In defense of drug discovery in general, that discovery has become more difficult over the decades is unmistakable. At one time, natural products dominated our pharmacopeias, and for decades there seemed to be an endless supply of natural chemical structures that could be used directly or with modest chemical modification. Those days are gone, or perhaps the natural product route has simply been put on the back burner.

With the low-hanging fruit harvested long ago and regulators generally raising the bar for approval of me-too drugs, it is a remarkable accomplishment that discovery (as quantified by NMEs) has kept pace over the years, no doubt facilitated by the emergence of in silico tools.

Thanks to powers-of-ten advances in computing power, in silico drug discovery and development are miles ahead of their capabilities, compared with even five years ago.
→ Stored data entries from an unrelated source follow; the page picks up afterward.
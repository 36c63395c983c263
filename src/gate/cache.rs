//! Short-lived memo of routing decisions.
//!
//! Keys combine the normalised path with a SHA-256 fingerprint of the session
//! token, so two callers hitting the same path never share a decision.
//! Staleness is judged when an entry is read; nothing runs in the background.

use std::num::NonZeroUsize;
use std::sync::atomic::{AtomicU64, Ordering};
use std::sync::{Mutex, PoisonError};
use std::time::{Duration, Instant};

use lru::LruCache;
use serde::Serialize;
use sha2::{Digest, Sha256};

use crate::routing::RoutingDecision;

/// Identity of the token a request carried.
#[derive(Debug, Clone, Copy, PartialEq, Eq, Hash)]
pub enum TokenFingerprint {
    Absent,
    Sha256([u8; 32]),
}

impl TokenFingerprint {
    pub fn of(raw: Option<&str>) -> Self {
        match raw {
            Some(raw) if !raw.is_empty() => {
                let mut digest = [0u8; 32];
                digest.copy_from_slice(&Sha256::digest(raw.as_bytes()));
                Self::Sha256(digest)
            }
            _ => Self::Absent,
        }
    }
}

#[derive(Debug, Clone, PartialEq, Eq, Hash)]
pub struct CacheKey {
    path: String,
    token: TokenFingerprint,
}

impl CacheKey {
    /// `path` must already be normalised.
    pub fn new(path: &str, raw_token: Option<&str>) -> Self {
        Self {
            path: path.to_string(),
            token: TokenFingerprint::of(raw_token),
        }
    }
}

#[derive(Debug, Clone)]
struct CacheEntry {
    decision: RoutingDecision,
    created_at: Instant,
}

#[derive(Debug, Clone, Serialize)]
pub struct CacheStats {
    pub entries: usize,
    pub capacity: usize,
    pub ttl_ms: u64,
    pub hits: u64,
    pub misses: u64,
}

/// Storage for routing decisions.
///
/// Implementations must be safe to share between concurrent requests. Writes
/// are last-write-wins; a reader may observe a decision up to one TTL old.
pub trait DecisionCache: Send + Sync {
    /// A decision stored less than one TTL ago.
    fn get(&self, key: &CacheKey) -> Option<RoutingDecision>;

    /// Store `decision`, replacing whatever was there.
    fn put(&self, key: CacheKey, decision: RoutingDecision);

    fn stats(&self) -> CacheStats;
}

/// Process-local LRU with a fixed TTL.
pub struct InMemoryDecisionCache {
    entries: Mutex<LruCache<CacheKey, CacheEntry>>,
    capacity: NonZeroUsize,
    ttl: Duration,
    hits: AtomicU64,
    misses: AtomicU64,
}

impl InMemoryDecisionCache {
    /// A capacity of zero is treated as one.
    pub fn new(ttl: Duration, capacity: usize) -> Self {
        let capacity = NonZeroUsize::new(capacity).unwrap_or(NonZeroUsize::MIN);
        Self {
            entries: Mutex::new(LruCache::new(capacity)),
            capacity,
            ttl,
            hits: AtomicU64::new(0),
            misses: AtomicU64::new(0),
        }
    }

    fn lock(&self) -> std::sync::MutexGuard<'_, LruCache<CacheKey, CacheEntry>> {
        // Entries are replaced whole, so a panic mid-update cannot leave one torn.
        self.entries.lock().unwrap_or_else(PoisonError::into_inner)
    }
}

impl DecisionCache for InMemoryDecisionCache {
    fn get(&self, key: &CacheKey) -> Option<RoutingDecision> {
        let fresh = {
            let mut entries = self.lock();
            entries
                .get(key)
                .filter(|entry| entry.created_at.elapsed() < self.ttl)
                .map(|entry| entry.decision.clone())
        };
        let counter = if fresh.is_some() { &self.hits } else { &self.misses };
        counter.fetch_add(1, Ordering::Relaxed);
        fresh
    }

    fn put(&self, key: CacheKey, decision: RoutingDecision) {
        let entry = CacheEntry {
            decision,
            created_at: Instant::now(),
        };
        self.lock().put(key, entry);
    }

    fn stats(&self) -> CacheStats {
        CacheStats {
            entries: self.lock().len(),
            capacity: self.capacity.get(),
            ttl_ms: self.ttl.as_millis() as u64,
            hits: self.hits.load(Ordering::Relaxed),
            misses: self.misses.load(Ordering::Relaxed),
        }
    }
}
Algorithms are far more powerful, and the scientific knowledge base has grown.

Modern drug discovery demands access to and assessment of biological, chemical, logistical, and computational data from a wide variety of sources, the combination of which is beyond the capabilities of discovery scientists. “Often, they must rely on their IT staff to develop the infrastructure to access, integrate, analyze, and visualize scientific data to make critical decisions,” says Minton.

“I see no end in sight for simulation and modeling—it is clearly here to stay, and I predict that one day the cost and time to bring a new drug to market for a particular indication will be a fraction of what it is today,” adds Woltosz.